Now that you have a directory with your name, log out of my machine:
exit
Confirm that your are back on your laptop:
ls -lrt
We needed to log out because the connection is one way: my machine is set up as a server but your laptop is not.
Now we will upload your data to the server using remote copy. Remote copy has similar syntax to cp but you need to specify the username and hostname for the destination (2nd space-separated command argument):
Mac: rsync -avP ~/day? student@garcia:~/2022/yourlastname/
PC: scp -r ~/day? student@garcia.une.edu:~/2022/yourlastname/
Enter your password before it times out and you should see a list of the files and their transfer speed. The ? wildcard is for any single character, it copies your day1, day2 and day3 directories. The rsync command is a fast way to back up files because it mirrors the source to the destination directory, each time only updating files that have changed.
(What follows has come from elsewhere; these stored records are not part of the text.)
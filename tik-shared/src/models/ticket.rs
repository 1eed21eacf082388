/// Ticket model and database operations
///
/// A ticket lives in a project and carries a status, a level and a category
/// from the label tables. Read-models embed the three labels in full, so
/// summaries are loaded with a join instead of one query per label.
///
/// # Schema
///
/// ```sql
/// CREATE TABLE tickets (
///     id INTEGER PRIMARY KEY AUTOINCREMENT,
///     title VARCHAR(100) NOT NULL,
///     description VARCHAR(500) NOT NULL,
///     creator_id INTEGER NOT NULL REFERENCES users(id) ON DELETE CASCADE,
///     project_id INTEGER NOT NULL REFERENCES projects(id) ON DELETE CASCADE,
///     status_id INTEGER NOT NULL REFERENCES statuses(id),
///     category_id INTEGER NOT NULL REFERENCES categories(id),
///     level_id INTEGER NOT NULL REFERENCES levels(id),
///     creation_date DATE NOT NULL DEFAULT CURRENT_DATE,
///     update_date DATE
/// );
/// ```

use chrono::NaiveDate;
use serde::{Deserialize, Serialize};
use sqlx::{QueryBuilder, Sqlite, SqliteConnection};

use crate::models::comment::{Comment, CommentSummary};
use crate::models::label::LabelRecord;
use crate::models::project::{Project, ProjectSummary};
use crate::models::user::{User, UserSummary};
use crate::patch::Patch;

#[derive(Debug, Clone, sqlx::FromRow)]
pub struct Ticket {
    pub id: i64,
    pub title: String,
    pub description: String,
    pub creator_id: i64,
    pub project_id: i64,
    pub status_id: i64,
    pub category_id: i64,
    pub level_id: i64,
    pub creation_date: NaiveDate,
    pub update_date: Option<NaiveDate>,
}

#[derive(Debug, Clone)]
pub struct CreateTicket {
    pub title: String,
    pub description: String,
    pub creator_id: i64,
    pub project_id: i64,
    pub status_id: i64,
    pub category_id: i64,
    pub level_id: i64,
}

/// Input for updating a ticket; unset fields are left untouched
#[derive(Debug, Clone, Default)]
pub struct UpdateTicket {
    pub title: Patch<String>,
    pub description: Patch<String>,
    pub creator_id: Patch<i64>,
    pub project_id: Patch<i64>,
    pub status_id: Patch<i64>,
    pub category_id: Patch<i64>,
    pub level_id: Patch<i64>,
}

impl UpdateTicket {
    pub fn is_empty(&self) -> bool {
        self.title.is_unset()
            && self.description.is_unset()
            && self.creator_id.is_unset()
            && self.project_id.is_unset()
            && self.status_id.is_unset()
            && self.category_id.is_unset()
            && self.level_id.is_unset()
    }
}

/// Light ticket read-model with its labels resolved
#[derive(Debug, Clone, PartialEq, Eq, Serialize, Deserialize)]
pub struct TicketSummary {
    pub id: i64,
    pub title: String,
    pub description: String,
    pub creation_date: NaiveDate,
    pub update_date: Option<NaiveDate>,
    pub status: LabelRecord,
    pub level: LabelRecord,
    pub category: LabelRecord,
}

/// Full ticket read-model
#[derive(Debug, Clone, Serialize, Deserialize)]
pub struct TicketView {
    #[serde(flatten)]
    pub ticket: TicketSummary,
    pub creator: UserSummary,
    pub project: ProjectSummary,
    pub comments: Vec<CommentSummary>,
}

#[derive(sqlx::FromRow)]
struct TicketSummaryRow {
    id: i64,
    title: String,
    description: String,
    creation_date: NaiveDate,
    update_date: Option<NaiveDate>,
    status_id: i64,
    status_label: String,
    level_id: i64,
    level_label: String,
    category_id: i64,
    category_label: String,
}

impl From<TicketSummaryRow> for TicketSummary {
    fn from(row: TicketSummaryRow) -> Self {
        Self {
            id: row.id,
            title: row.title,
            description: row.description,
            creation_date: row.creation_date,
            update_date: row.update_date,
            status: LabelRecord {
                id: row.status_id,
                label: row.status_label,
            },
            level: LabelRecord {
                id: row.level_id,
                label: row.level_label,
            },
            category: LabelRecord {
                id: row.category_id,
                label: row.category_label,
            },
        }
    }
}

const TICKET_COLUMNS: &str = "id, title, description, creator_id, project_id, status_id, \
                              category_id, level_id, creation_date, update_date";

const SUMMARY_SELECT: &str = r#"
    SELECT t.id, t.title, t.description, t.creation_date, t.update_date,
           s.id AS status_id, s.label AS status_label,
           l.id AS level_id, l.label AS level_label,
           c.id AS category_id, c.label AS category_label
    FROM tickets t
    JOIN statuses s ON s.id = t.status_id
    JOIN levels l ON l.id = t.level_id
    JOIN categories c ON c.id = t.category_id
"#;

impl Ticket {
    /// Creates a ticket and returns its generated ID
    ///
    /// # Errors
    ///
    /// Returns a foreign-key database error if the creator, project, status,
    /// category or level does not exist.
    pub async fn create(conn: &mut SqliteConnection, data: CreateTicket) -> Result<i64, sqlx::Error> {
        let result = sqlx::query(
            r#"
            INSERT INTO tickets (title, description, creator_id, project_id,
                                 status_id, category_id, level_id)
            VALUES (?, ?, ?, ?, ?, ?, ?)
            "#,
        )
        .bind(data.title)
        .bind(data.description)
        .bind(data.creator_id)
        .bind(data.project_id)
        .bind(data.status_id)
        .bind(data.category_id)
        .bind(data.level_id)
        .execute(&mut *conn)
        .await?;

        Ok(result.last_insert_rowid())
    }

    pub async fn find_by_id(conn: &mut SqliteConnection, id: i64) -> Result<Option<Self>, sqlx::Error> {
        sqlx::query_as::<_, Ticket>(&format!("SELECT {TICKET_COLUMNS} FROM tickets WHERE id = ?"))
            .bind(id)
            .fetch_optional(&mut *conn)
            .await
    }

    pub async fn list(conn: &mut SqliteConnection) -> Result<Vec<Self>, sqlx::Error> {
        sqlx::query_as::<_, Ticket>(&format!("SELECT {TICKET_COLUMNS} FROM tickets ORDER BY id"))
            .fetch_all(&mut *conn)
            .await
    }

    /// Updates a ticket and stamps `update_date` with today's date
    ///
    /// # Returns
    ///
    /// True if the row was matched, false if it no longer exists
    pub async fn update(
        conn: &mut SqliteConnection,
        id: i64,
        data: UpdateTicket,
    ) -> Result<bool, sqlx::Error> {
        let mut builder: QueryBuilder<Sqlite> = QueryBuilder::new("UPDATE tickets SET ");
        let mut set = builder.separated(", ");
        set.push("update_date = CURRENT_DATE");

        if let Some(value) = data.title.into_assignment() {
            set.push("title = ").push_bind_unseparated(value);
        }
        if let Some(value) = data.description.into_assignment() {
            set.push("description = ").push_bind_unseparated(value);
        }

        for (column, patch) in [
            ("creator_id", data.creator_id),
            ("project_id", data.project_id),
            ("status_id", data.status_id),
            ("category_id", data.category_id),
            ("level_id", data.level_id),
        ] {
            if let Some(value) = patch.into_assignment() {
                set.push(column).push_unseparated(" = ").push_bind_unseparated(value);
            }
        }

        builder.push(" WHERE id = ").push_bind(id);

        let result = builder.build().execute(&mut *conn).await?;

        Ok(result.rows_affected() > 0)
    }

    /// Deletes a ticket and, through the schema, its comments
    pub async fn delete(conn: &mut SqliteConnection, id: i64) -> Result<bool, sqlx::Error> {
        let result = sqlx::query("DELETE FROM tickets WHERE id = ?")
            .bind(id)
            .execute(&mut *conn)
            .await?;

        Ok(result.rows_affected() > 0)
    }

    /// Loads one ticket summary with labels resolved
    pub async fn load_summary(
        conn: &mut SqliteConnection,
        id: i64,
    ) -> Result<TicketSummary, sqlx::Error> {
        let row = sqlx::query_as::<_, TicketSummaryRow>(&format!("{SUMMARY_SELECT} WHERE t.id = ?"))
            .bind(id)
            .fetch_one(&mut *conn)
            .await?;

        Ok(row.into())
    }

    pub async fn summaries_by_project(
        conn: &mut SqliteConnection,
        project_id: i64,
    ) -> Result<Vec<TicketSummary>, sqlx::Error> {
        Self::summaries_where(conn, "t.project_id", project_id).await
    }

    pub async fn summaries_by_creator(
        conn: &mut SqliteConnection,
        creator_id: i64,
    ) -> Result<Vec<TicketSummary>, sqlx::Error> {
        Self::summaries_where(conn, "t.creator_id", creator_id).await
    }

    async fn summaries_where(
        conn: &mut SqliteConnection,
        column: &str,
        value: i64,
    ) -> Result<Vec<TicketSummary>, sqlx::Error> {
        let rows = sqlx::query_as::<_, TicketSummaryRow>(&format!(
            "{SUMMARY_SELECT} WHERE {column} = ? ORDER BY t.id"
        ))
        .bind(value)
        .fetch_all(&mut *conn)
        .await?;

        Ok(rows.into_iter().map(TicketSummary::from).collect())
    }
}

impl TicketView {
    /// Assembles the full read-model: labels, creator, project and comments
    pub async fn load(conn: &mut SqliteConnection, ticket: &Ticket) -> Result<Self, sqlx::Error> {
        let summary = Ticket::load_summary(conn, ticket.id).await?;
        let creator = User::load_summary(conn, ticket.creator_id).await?;
        let project = Project::load_summary(conn, ticket.project_id).await?;
        let comments = Comment::summaries_by_ticket(conn, ticket.id).await?;

        Ok(Self {
            ticket: summary,
            creator,
            project,
            comments,
        })
    }
}

#[cfg(test)]
mod tests {
    use super::*;

    #[test]
    fn test_summary_row_resolves_labels() {
        let row = TicketSummaryRow {
            id: 3,
            title: "Login fails".to_string(),
            description: "Error 500 on submit".to_string(),
            creation_date: NaiveDate::from_ymd_opt(2024, 10, 14).unwrap(),
            update_date: None,
            status_id: 1,
            status_label: "Open".to_string(),
            level_id: 2,
            level_label: "High".to_string(),
            category_id: 4,
            category_label: "Bug".to_string(),
        };

        let summary = TicketSummary::from(row);
        let json = serde_json::to_value(&summary).unwrap();
        assert_eq!(json["status"]["label"], "Open");
        assert_eq!(json["level"]["id"], 2);
        assert_eq!(json["category"]["label"], "Bug");
        assert!(json.get("status_id").is_none());
    }

    #[test]
    fn test_update_ticket_is_empty() {
        assert!(UpdateTicket::default().is_empty());
        assert!(!UpdateTicket {
            level_id: Patch::Null,
            ..Default::default()
        }
        .is_empty());
    }
}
Lastly, confirm the files are on the host. ssh can execute a command for you without logging in:
ssh student@garcia ls -l 2022/yourlastname
(You shouldn't have to type une.edu since you are logged on the network from inside that domain.)
Download a Certificate of Completion to your laptop and clean up all the files you've created..
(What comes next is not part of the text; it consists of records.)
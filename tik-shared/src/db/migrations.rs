/// Database migration runner
///
/// This module provides utilities for running and managing database migrations
/// using sqlx's migration system.
///
/// # Migration Files
///
/// Migrations live in the `migrations/` directory at the workspace root and are
/// embedded into the binary at compile time. The schema owns referential
/// integrity: every cascade rule is declared there.
///
/// # Example
///
/// ```no_run
/// use tik_shared::db::pool::{create_pool, DatabaseConfig};
/// use tik_shared::db::migrations::{run_migrations, get_migration_status};
///
/// #[tokio::main]
/// async fn main() -> Result<(), Box<dyn std::error::Error>> {
///     let config = DatabaseConfig {
///         url: "sqlite://tik.db?mode=rwc".to_string(),
///         ..Default::default()
///     };
///
///     let pool = create_pool(config).await?;
///     run_migrations(&pool).await?;
///
///     let status = get_migration_status(&pool).await?;
///     println!("Applied {} migrations", status.applied_migrations);
///
///     Ok(())
/// }
/// ```

use sqlx::sqlite::SqlitePool;
use tracing::{debug, info, warn};

/// Migration status information
#[derive(Debug, Clone)]
pub struct MigrationStatus {
    /// Number of migrations that have been applied
    pub applied_migrations: usize,

    /// Latest applied migration version (timestamp)
    pub latest_version: Option<i64>,

    /// Whether every embedded migration has been applied
    pub is_up_to_date: bool,
}

/// Runs all pending database migrations
///
/// # Errors
///
/// Returns an error if a migration fails to apply or a previously applied
/// migration was modified.
pub async fn run_migrations(pool: &SqlitePool) -> Result<(), sqlx::migrate::MigrateError> {
    info!("Starting database migrations");

    match sqlx::migrate!("../migrations").run(pool).await {
        Ok(()) => {
            info!("All database migrations completed successfully");
            Ok(())
        }
        Err(e) => {
            warn!("Migration failed: {}", e);
            Err(e)
        }
    }
}

/// Gets the current migration status
///
/// Compares the applied versions recorded by sqlx against the migrations
/// embedded in this build.
///
/// # Errors
///
/// Returns an error if the migrations table cannot be queried.
pub async fn get_migration_status(pool: &SqlitePool) -> Result<MigrationStatus, sqlx::Error> {
    debug!("Checking migration status");

    let table_exists: i64 = sqlx::query_scalar(
        "SELECT COUNT(*) FROM sqlite_master WHERE type = 'table' AND name = '_sqlx_migrations'",
    )
    .fetch_one(pool)
    .await?;

    if table_exists == 0 {
        debug!("Migrations table does not exist yet");
        return Ok(MigrationStatus {
            applied_migrations: 0,
            latest_version: None,
            is_up_to_date: false,
        });
    }

    let (count, latest_version): (i64, Option<i64>) = sqlx::query_as(
        "SELECT COUNT(*), MAX(version) FROM _sqlx_migrations WHERE success = 1",
    )
    .fetch_one(pool)
    .await?;

    let embedded = sqlx::migrate!("../migrations").iter().count();

    debug!(
        applied_migrations = count,
        embedded_migrations = embedded,
        latest_version = ?latest_version,
        "Migration status retrieved"
    );

    Ok(MigrationStatus {
        applied_migrations: count as usize,
        latest_version,
        is_up_to_date: count as usize >= embedded,
    })
}

#[cfg(test)]
mod tests {
    use super::*;

    #[test]
    fn test_embedded_migrations_present() {
        let migrator = sqlx::migrate!("../migrations");
        assert!(migrator.iter().count() >= 1);
        assert!(migrator
            .iter()
            .any(|m| m.description.contains("initial schema")));
    }
}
PC: cd /cygdrive/c/Users tab tab
The tab key should give you a list of options. Type the rest of the correct path to your Windows home directory:
cd /cygdrive/c/Users/username hit enter
mkdir unix
pwd confirm that you're inside the newly created unix directory
cp -a ~/* . copy your data (day1, day2, day3) from Cygwin to the new unix folder (.) inside your Windows folder (otherwise you will lose your work when you uninstall Cygwin!)
Mac: mkdir ~/unix create a folder for all your work
cd !$ the variable !% is a convenient shortcut for the argument of the last command
pwd confirm that you're inside the newly created unix directory
mv ~/day? ~/unix move all your work inside a single master unix folder
ls ~/unix
PC/Mac:
ssh student@garcia ls diploma check the punctuation of your name
scp student@garcia:diploma/firstname.pdf . secure copies the pdf file to your current directory
Mac: open firstname.pdf
# This concludes the Unix programming portion of our workshop. Great Job! Now that you know how to create your own function, you can program virtually any calculation for a large data set. Modern languages do have many built-in functions to assist you in rapid data analysis. One essential Python library for numerical analysis is NumPy:
python
import numpy as np
np.std([3,4,5],ddof=1) standard deviation of a list of sample data
...and so on for .var() .mean() .median() functions etc.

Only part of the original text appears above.